> _Instructions for the task_: Show every line below where "length" appears.

:::::

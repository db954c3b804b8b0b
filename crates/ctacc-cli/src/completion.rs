//! Shell completion generation.

use std::io;

use clap::Command;
use clap_complete::{generate, Shell};

/// Generate a completion script for `cmd`, named after the command itself.
pub fn generate_completion(cmd: &mut Command, shell: Shell, out: &mut dyn io::Write) {
    let bin_name = cmd.get_name().to_string();
    generate(shell, cmd, bin_name, out);
}

#[cfg(test)]
mod tests {
    use super::*;

    #[test]
    fn bash_completion_mentions_binary() {
        let mut cmd = Command::new("ctacc").arg(clap::Arg::new("length").long("length"));
        let mut buf = Vec::new();
        generate_completion(&mut cmd, Shell::Bash, &mut buf);
        let script = String::from_utf8(buf).unwrap();
        assert!(script.contains("ctacc"));
        assert!(script.contains("--length"));
    }

    #[test]
    fn zsh_completion_not_empty() {
        let mut cmd = Command::new("ctacc");
        let mut buf = Vec::new();
        generate_completion(&mut cmd, Shell::Zsh, &mut buf);
        assert!(!buf.is_empty());
    }
}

:::::

> _Answer to the problem_:
        let mut cmd = Command::new("ctacc").arg(clap::Arg::new("length").long("length"));
        assert!(script.contains("--length"));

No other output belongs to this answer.